Leçon coûteuse des années 1970
Les inquiétudes actuelles rappellent l’époque du président Richard Nixon, lorsque la Maison Blanche exerçait une forte pression sur le président de la Fed à l’époque, Arthur Burns, pour maintenir une politique monétaire accommodante afin de stimuler la croissance et l’emploi avant l’élection de 1972. Des enregistrements et documents déclassifiés montrent que Nixon a à plusieurs reprises exercé une pression directe sur Burns pour privilégier des objectifs politiques à court terme.
Bien que l’inflation dans les années 1970 ait été influencée par plusieurs facteurs tels que le choc pétrolier et l’expansion fiscale, des études de la Fed et des économistes historiques indiquent que la pression politique a retardé la réaction de la Fed face aux risques d’inflation. En conséquence, en 1974, l’inflation aux États-Unis a dépassé 12 %, érodant le pouvoir d’achat des citoyens et provoquant une instabilité grave sur les marchés financiers.
Le prix de cette perte de crédibilité est très élevé. À la fin des années 1970 et au début des années 1980, le président de la Fed Paul Volcker a été contraint de relever les taux d’intérêt à près de 20 %, acceptant une récession profonde pour restaurer la confiance dans la politique monétaire américaine. Cela devient une leçon classique de l’histoire économique sur l’importance vitale de l’indépendance des banques centrales.
Pourquoi le contexte actuel est-il particulièrement sensible ?
Les économistes estiment que le débat actuel est plus crucial que jamais, car il se déroule dans un contexte où la dette publique américaine est à un niveau élevé, l’inflation persiste au-dessus des niveaux d’avant la pandémie, et le gouvernement dépend de plus en plus de l’émission d’obligations pour financer le déficit budgétaire.
Dans un tel environnement, la confiance dans le mécanisme de gestion de la politique monétaire joue un rôle clé pour ancrer les attentes d’inflation et maintenir la demande des investisseurs étrangers pour la dette américaine.
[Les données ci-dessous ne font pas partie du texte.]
#[async_trait]
impl MetricsSource for MemoryStore {
    async fn record_metric(&self, instance_id: Uuid, metric_type: &str, value: f64) -> CoreResult<()> {
        self.lock().metrics.push((instance_id, metric_type.to_string(), value, Utc::now()));
        Ok(())
    }

    async fn metric_for_group(&self, group_id: Uuid, metric_type: &str) -> CoreResult<Option<f64>> {
        let t = self.lock();
        let horizon = Utc::now() - Duration::seconds(METRIC_WINDOW_SECS);
        let mut latest: HashMap<Uuid, (DateTime<Utc>, f64)> = HashMap::new();
        for (iid, kind, value, at) in &t.metrics {
            if kind != metric_type || *at < horizon {
                continue;
            }
            let member = t
                .instances
                .get(iid)
                .is_some_and(|i| i.scaling_group_id == Some(group_id) && i.state.is_active());
            if !member {
                continue;
            }
            let e = latest.entry(*iid).or_insert((*at, *value));
            if *at >= e.0 {
                *e = (*at, *value);
            }
        }
        if latest.is_empty() {
            return Ok(None);
        }
        let sum: f64 = latest.values().map(|(_, v)| v).sum();
        Ok(Some(sum / latest.len() as f64))
    }
}

#[async_trait]
impl CronStore for MemoryStore {
    async fn insert_cron(&self, name: &str, schedule: &str, target: &CronTarget) -> CoreResult<CronJob> {
        let mut t = self.lock();
        if t.cron.values().any(|c| c.name == name) {
            return Err(CoreError::Conflict(format!("cron job {name} already exists")));
        }
        let job = CronJob {
            id: Uuid::new_v4(),
            name: name.to_string(),
            schedule: schedule.to_string(),
            target: Json(target.clone()),
            paused: false,
            last_fired_at: None,
            created_at: Utc::now(),
        };
        t.cron.insert(job.id, job.clone());
        Ok(job)
    }

    async fn get_cron(&self, id: Uuid) -> CoreResult<Option<CronJob>> {
        Ok(self.lock().cron.get(&id).cloned())
    }

    async fn list_cron(&self) -> CoreResult<Vec<CronJob>> {
        Ok(sorted_by_created(self.lock().cron.values().cloned(), |c| c.created_at))
    }

    async fn set_cron_paused(&self, id: Uuid, paused: bool) -> CoreResult<Option<CronJob>> {
        Ok(self.lock().cron.get_mut(&id).map(|c| {
            c.paused = paused;
            c.clone()
        }))
    }

    async fn stamp_cron(&self, id: Uuid, at: DateTime<Utc>) -> CoreResult<()> {
        if let Some(c) = self.lock().cron.get_mut(&id) {
            c.last_fired_at = Some(at);
        }
        Ok(())
    }

    async fn delete_cron(&self, id: Uuid) -> CoreResult<bool> {
        Ok(self.lock().cron.remove(&id).is_some())
    }
}

#[async_trait]
impl DeploymentStore for MemoryStore {
    async fn insert_deployment(
        &self,
        name: &str,
        replicas: i32,
        template: &LaunchTemplate,
        vpc_id: Option<Uuid>,
    ) -> CoreResult<ContainerDeployment> {
        let mut t = self.lock();
        if t.deployments.values().any(|d| d.name == name) {
            return Err(CoreError::Conflict(format!("deployment {name} already exists")));
        }
        let dep = ContainerDeployment {
            id: Uuid::new_v4(),
            name: name.to_string(),
            desired_replicas: replicas,
            current_replicas: 0,
            template: Json(template.clone()),
            vpc_id,
            created_at: Utc::now(),
        };
        t.deployments.insert(dep.id, dep.clone());
        Ok(dep)
    }

    async fn get_deployment(&self, id: Uuid) -> CoreResult<Option<ContainerDeployment>> {
        Ok(self.lock().deployments.get(&id).cloned())
    }

    async fn list_deployments(&self) -> CoreResult<Vec<ContainerDeployment>> {
        Ok(sorted_by_created(self.lock().deployments.values().cloned(), |d| d.created_at))
    }

    async fn set_desired_replicas(&self, id: Uuid, replicas: i32) -> CoreResult<Option<ContainerDeployment>> {
        Ok(self.lock().deployments.get_mut(&id).map(|d| {
            d.desired_replicas = replicas;
            d.clone()
        }))
    }

    async fn set_current_replicas(&self, id: Uuid, replicas: i32) -> CoreResult<()> {
        if let Some(d) = self.lock().deployments.get_mut(&id) {
            d.current_replicas = replicas;
        }
        Ok(())
    }
}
Si le marché croit que les décisions de taux d’intérêt sont influencées par des pressions politiques, le coût du crédit à long terme pourrait augmenter, même si les taux à court terme diminuent. C’est ce qu’on appelle la “prime de crédibilité”, qui reflète une perte de confiance plutôt qu’un simple facteur économique.
Conclusion
Bien que la Maison Blanche tente de minimiser les inquiétudes en affirmant qu’il ne s’agit que de surveillance des dépenses publiques, le président de la Fed Jerome Powell a rejeté cette explication, affirmant qu’il poursuivra sa mission “sans peur, sans parti pris”. L’histoire montre que lorsque l’indépendance de la Fed est compromise, le coût pour l’économie américaine et mondiale peut être très élevé. Par conséquent, le conflit actuel n’est pas seulement une question politique passagère, mais un test crucial pour la crédibilité et la stabilité à long terme du système monétaire américain.